#### [Prompt]
The answer must be every line below that contains the string "Idle".

[Source data]
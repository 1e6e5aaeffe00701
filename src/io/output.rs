use std::fs::File;
use std::io::{self, Write};
use std::path::{Path, PathBuf};

use anyhow::{Context, Result};
use serde_json::{Map, Value};

use crate::app::SaveSignal;

use super::DocumentFormat;

/// Destination for serialized output values.
#[derive(Debug, Clone)]
pub enum OutputDestination {
    Stdout,
    File(PathBuf),
}

impl OutputDestination {
    pub fn file(path: impl AsRef<Path>) -> Self {
        OutputDestination::File(path.as_ref().to_path_buf())
    }
}

/// How an emitted save payload is written.
#[derive(Debug, Clone, Copy, PartialEq, Eq)]
pub enum PayloadEncoding {
    /// A structured document: `{"sequence": n, "fields": {..}}`.
    Document(DocumentFormat),
    /// The urlencoded request body the server receives.
    FormBody,
}

/// Controls how save payloads are serialized.
#[derive(Debug, Clone)]
pub struct OutputOptions {
    pub encoding: PayloadEncoding,
    pub pretty: bool,
    pub destinations: Vec<OutputDestination>,
}

impl OutputOptions {
    pub fn new(format: DocumentFormat) -> Self {
        Self {
            encoding: PayloadEncoding::Document(format),
            pretty: true,
            destinations: vec![OutputDestination::Stdout],
        }
    }

    pub fn form_body() -> Self {
        Self {
            encoding: PayloadEncoding::FormBody,
            ..Self::default()
        }
    }

    pub fn with_pretty(mut self, pretty: bool) -> Self {
        self.pretty = pretty;
        self
    }

    pub fn with_destinations(mut self, destinations: Vec<OutputDestination>) -> Self {
        self.destinations = destinations;
        self
    }
}

impl Default for OutputOptions {
    fn default() -> Self {
        Self::new(DocumentFormat::Json)
    }
}

/// Structured view of a save signal. Field order is kept.
pub fn signal_to_value(signal: &SaveSignal) -> Value {
    let fields: Map<String, Value> = signal
        .fields
        .iter()
        .map(|(key, value)| (key.clone(), Value::String(value.clone())))
        .collect();
    let mut root = Map::new();
    root.insert("sequence".to_string(), Value::from(signal.sequence));
    root.insert("fields".to_string(), Value::Object(fields));
    Value::Object(root)
}

/// Serialize and write a save payload to every configured destination.
pub fn emit_signal(signal: &SaveSignal, options: &OutputOptions) -> Result<()> {
    if options.destinations.is_empty() {
        return Ok(());
    }
    let payload = match options.encoding {
        PayloadEncoding::FormBody => signal.to_form_body(),
        PayloadEncoding::Document(format) => {
            serialize_value(&signal_to_value(signal), format, options.pretty)?
        }
    };
    write_all(&payload, &options.destinations)
}

fn write_all(payload: &str, destinations: &[OutputDestination]) -> Result<()> {
    for destination in destinations {
        write_payload(destination, payload).with_context(|| match destination {
            OutputDestination::Stdout => "failed to write to stdout".to_string(),
            OutputDestination::File(path) => {
                format!("failed to write to file {}", path.display())
            }
        })?;
    }
    Ok(())
}

fn serialize_value(value: &Value, format: DocumentFormat, pretty: bool) -> Result<String> {
    match format {
        DocumentFormat::Json => {
            if pretty {
                serde_json::to_string_pretty(value).context("failed to serialize JSON")
            } else {
                serde_json::to_string(value).context("failed to serialize JSON")
            }
        }
        #[cfg(feature = "yaml")]
        DocumentFormat::Yaml => serde_yaml::to_string(value).context("failed to serialize YAML"),
        #[cfg(feature = "toml")]
        DocumentFormat::Toml => {
            if pretty {
                toml::to_string_pretty(value).context("failed to serialize TOML")
            } else {
                toml::to_string(value).context("failed to serialize TOML")
            }
        }
    }
}

fn write_payload(destination: &OutputDestination, payload: &str) -> Result<()> {
    match destination {
        OutputDestination::Stdout => {
            let mut stdout = io::stdout();
            stdout
                .write_all(payload.as_bytes())
                .and_then(|_| stdout.write_all(b"\n"))
                .context("failed to flush stdout")?;
            stdout.flush().context("failed to flush stdout")
        }
        OutputDestination::File(path) => {
            let mut file = File::create(path)?;
            file.write_all(payload.as_bytes())?;
            file.write_all(b"\n")?;
            file.flush()?;
            Ok(())
        }
    }
}
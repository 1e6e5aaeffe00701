use crate::domain::ExternalSource;

use super::client::CatalogSource;
use super::types::{CatalogError, Connection, SavedQuery};

pub const LOAD_FAILED_LABEL: &str = "Failed to load";
pub const LOADING_LABEL: &str = "Loading…";

#[derive(Debug, Clone, Copy, PartialEq, Eq, Hash)]
pub enum Stage {
    Connections,
    Queries,
    Columns,
}

impl Stage {
    fn index(self) -> usize {
        match self {
            Stage::Connections => 0,
            Stage::Queries => 1,
            Stage::Columns => 2,
        }
    }
}

/// Contents of one cascade selector.
#[derive(Debug, Clone, PartialEq, Eq)]
pub enum SelectorState<T> {
    Idle,
    Loading,
    Ready(Vec<T>),
    Failed,
}

impl<T> Default for SelectorState<T> {
    fn default() -> Self {
        SelectorState::Idle
    }
}

impl<T> SelectorState<T> {
    pub fn items(&self) -> &[T] {
        match self {
            SelectorState::Ready(items) => items,
            _ => &[],
        }
    }

    pub fn is_loading(&self) -> bool {
        matches!(self, SelectorState::Loading)
    }

    pub fn is_failed(&self) -> bool {
        matches!(self, SelectorState::Failed)
    }

    /// Rendered entries. Loading and failure show a single disabled marker.
    pub fn entries(&self, render: impl Fn(&T) -> SelectorEntry) -> Vec<SelectorEntry> {
        match self {
            SelectorState::Idle => Vec::new(),
            SelectorState::Loading => vec![SelectorEntry::marker(LOADING_LABEL)],
            SelectorState::Failed => vec![SelectorEntry::marker(LOAD_FAILED_LABEL)],
            SelectorState::Ready(items) => items.iter().map(render).collect(),
        }
    }
}

#[derive(Debug, Clone, PartialEq, Eq)]
pub struct SelectorEntry {
    pub value: String,
    pub label: String,
    pub enabled: bool,
}

impl SelectorEntry {
    fn option(value: impl Into<String>, label: impl Into<String>) -> Self {
        Self {
            value: value.into(),
            label: label.into(),
            enabled: true,
        }
    }

    fn marker(label: &str) -> Self {
        Self {
            value: String::new(),
            label: label.to_string(),
            enabled: false,
        }
    }
}

#[derive(Debug, Clone, PartialEq, Eq)]
pub enum LoadKind {
    Connections,
    Queries { connection: Option<i64> },
    Columns { query: i64 },
}

impl LoadKind {
    pub fn stage(&self) -> Stage {
        match self {
            LoadKind::Connections => Stage::Connections,
            LoadKind::Queries { .. } => Stage::Queries,
            LoadKind::Columns { .. } => Stage::Columns,
        }
    }
}

/// A lookup the cascade wants performed. The generation identifies the
/// request among others issued for the same stage.
#[derive(Debug, Clone, PartialEq, Eq)]
pub struct LoadRequest {
    pub kind: LoadKind,
    pub generation: u64,
}

#[derive(Debug)]
pub enum LoadResult {
    Connections(Result<Vec<Connection>, CatalogError>),
    Queries(Result<Vec<SavedQuery>, CatalogError>),
    Columns(Result<Vec<String>, CatalogError>),
}

impl LoadResult {
    pub fn stage(&self) -> Stage {
        match self {
            LoadResult::Connections(_) => Stage::Connections,
            LoadResult::Queries(_) => Stage::Queries,
            LoadResult::Columns(_) => Stage::Columns,
        }
    }
}

#[derive(Debug)]
pub struct LoadResponse {
    pub generation: u64,
    pub result: LoadResult,
}

/// Performs one lookup against the catalog.
pub async fn fetch(catalog: &dyn CatalogSource, request: &LoadRequest) -> LoadResponse {
    let result = match request.kind {
        LoadKind::Connections => LoadResult::Connections(catalog.connections().await),
        LoadKind::Queries { connection } => LoadResult::Queries(catalog.queries(connection).await),
        LoadKind::Columns { query } => LoadResult::Columns(catalog.columns(query).await),
    };
    LoadResponse {
        generation: request.generation,
        result,
    }
}

/// Per-card state of the connection → query → columns cascade.
///
/// Each stage keeps a generation counter; a response whose generation is not
/// the latest issued for its stage is discarded, so a slow stale response
/// can never overwrite a newer selector.
#[derive(Debug, Clone, Default)]
pub struct CascadeState {
    initialized: bool,
    restoring: bool,
    selection: ExternalSource,
    connections: SelectorState<Connection>,
    queries: SelectorState<SavedQuery>,
    columns: SelectorState<String>,
    generations: [u64; 3],
}

impl CascadeState {
    pub fn new(selection: ExternalSource) -> Self {
        Self {
            selection,
            ..Self::default()
        }
    }

    pub fn selection(&self) -> &ExternalSource {
        &self.selection
    }

    pub fn is_initialized(&self) -> bool {
        self.initialized
    }

    pub fn connections(&self) -> &SelectorState<Connection> {
        &self.connections
    }

    pub fn queries(&self) -> &SelectorState<SavedQuery> {
        &self.queries
    }

    pub fn columns(&self) -> &SelectorState<String> {
        &self.columns
    }

    pub fn connection_entries(&self) -> Vec<SelectorEntry> {
        self.connections
            .entries(|conn| SelectorEntry::option(conn.id.to_string(), conn.name.clone()))
    }

    pub fn query_entries(&self) -> Vec<SelectorEntry> {
        self.queries.entries(|query| {
            let label = if query.connection_name.is_empty() {
                query.name.clone()
            } else {
                format!("{} ({})", query.name, query.connection_name)
            };
            SelectorEntry::option(query.id.to_string(), label)
        })
    }

    /// Shared by the value-column and label-column selectors.
    pub fn column_entries(&self) -> Vec<SelectorEntry> {
        self.columns
            .entries(|column| SelectorEntry::option(column.clone(), column.clone()))
    }

    /// Replaces the selection from a persisted payload. Only meaningful before
    /// [`init`](Self::init).
    pub fn restore_selection(&mut self, selection: ExternalSource) {
        self.selection = selection;
    }

    /// Starts the restoration cascade. Runs at most once per card; later
    /// calls return no requests.
    pub fn init(&mut self) -> Vec<LoadRequest> {
        if self.initialized {
            return Vec::new();
        }
        self.initialized = true;
        self.restoring = true;
        log::debug!("cascade init with {:?}", self.selection);
        vec![self.begin(LoadKind::Connections)]
    }

    /// User picked a connection. Clears the query and both columns, then
    /// reloads queries for that connection.
    pub fn select_connection(&mut self, connection: Option<i64>) -> Vec<LoadRequest> {
        if self.selection.connection_id == connection {
            return Vec::new();
        }
        self.restoring = false;
        self.selection.connection_id = connection;
        self.selection.query_id = None;
        self.clear_columns();
        vec![self.begin(LoadKind::Queries { connection })]
    }

    /// User picked a query. Clears both columns, repairs the connection
    /// selector from the query's owner and loads the query's columns.
    pub fn select_query(&mut self, query: Option<i64>) -> Vec<LoadRequest> {
        if self.selection.query_id == query {
            return Vec::new();
        }
        self.restoring = false;
        self.selection.query_id = query;
        self.clear_columns();
        match query {
            Some(id) => {
                self.repair_connection();
                vec![self.begin(LoadKind::Columns { query: id })]
            }
            None => Vec::new(),
        }
    }

    pub fn select_value_field(&mut self, column: Option<String>) -> bool {
        let changed = self.selection.value_field != column;
        self.selection.value_field = column;
        changed
    }

    pub fn select_label_field(&mut self, column: Option<String>) -> bool {
        let changed = self.selection.label_field != column;
        self.selection.label_field = column;
        changed
    }

    /// Applies a finished lookup and returns any follow-up lookups of the
    /// restoration sequence.
    pub fn apply(&mut self, response: LoadResponse) -> Vec<LoadRequest> {
        let stage = response.result.stage();
        if response.generation != self.generations[stage.index()] {
            log::debug!(
                "discarding stale {stage:?} response (generation {} < {})",
                response.generation,
                self.generations[stage.index()]
            );
            return Vec::new();
        }

        match response.result {
            LoadResult::Connections(Ok(connections)) => {
                self.selection.connection_id = self
                    .selection
                    .connection_id
                    .filter(|id| connections.iter().any(|conn| conn.id == *id));
                self.connections = SelectorState::Ready(connections);
                if self.restoring {
                    let connection = self.selection.connection_id;
                    return vec![self.begin(LoadKind::Queries { connection })];
                }
            }
            LoadResult::Queries(Ok(queries)) => {
                let previous = self.selection.query_id;
                self.selection.query_id =
                    previous.filter(|id| queries.iter().any(|query| query.id == *id));
                if previous.is_some() && self.selection.query_id.is_none() {
                    log::debug!("query {previous:?} no longer listed; clearing columns");
                    self.clear_columns();
                }
                self.queries = SelectorState::Ready(queries);
                if let Some(query) = self.selection.query_id {
                    self.repair_connection();
                    if self.restoring {
                        return vec![self.begin(LoadKind::Columns { query })];
                    }
                }
                self.restoring = false;
            }
            LoadResult::Columns(Ok(columns)) => {
                let known = |name: &Option<String>| {
                    name.clone().filter(|name| columns.iter().any(|col| col == name))
                };
                self.selection.value_field = known(&self.selection.value_field);
                self.selection.label_field = known(&self.selection.label_field);
                self.columns = SelectorState::Ready(columns);
                self.restoring = false;
            }
            LoadResult::Connections(Err(err)) => {
                log::warn!("loading connections failed: {err}");
                self.connections = SelectorState::Failed;
                self.restoring = false;
            }
            LoadResult::Queries(Err(err)) => {
                log::warn!("loading queries failed: {err}");
                self.queries = SelectorState::Failed;
                self.restoring = false;
            }
            LoadResult::Columns(Err(err)) => {
                log::warn!("loading columns failed: {err}");
                self.columns = SelectorState::Failed;
                self.restoring = false;
            }
        }
        Vec::new()
    }

    fn begin(&mut self, kind: LoadKind) -> LoadRequest {
        let stage = kind.stage();
        let slot = &mut self.generations[stage.index()];
        *slot += 1;
        match stage {
            Stage::Connections => self.connections = SelectorState::Loading,
            Stage::Queries => self.queries = SelectorState::Loading,
            Stage::Columns => self.columns = SelectorState::Loading,
        }
        LoadRequest {
            kind,
            generation: *slot,
        }
    }

    /// Drops both column selections and anything in flight for them.
    fn clear_columns(&mut self) {
        self.selection.value_field = None;
        self.selection.label_field = None;
        self.columns = SelectorState::Idle;
        self.generations[Stage::Columns.index()] += 1;
    }

    fn repair_connection(&mut self) {
        let Some(query_id) = self.selection.query_id else {
            return;
        };
        let owner = self
            .queries
            .items()
            .iter()
            .find(|query| query.id == query_id)
            .map(|query| query.connection_id);
        if let Some(owner) = owner
            && self.selection.connection_id != Some(owner)
        {
            log::debug!("query {query_id} belongs to connection {owner}; updating selector");
            self.selection.connection_id = Some(owner);
        }
    }
}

#### [Answer to the exercise]
    Idle,
        SelectorState::Idle
            SelectorState::Idle => Vec::new(),
        self.columns = SelectorState::Idle;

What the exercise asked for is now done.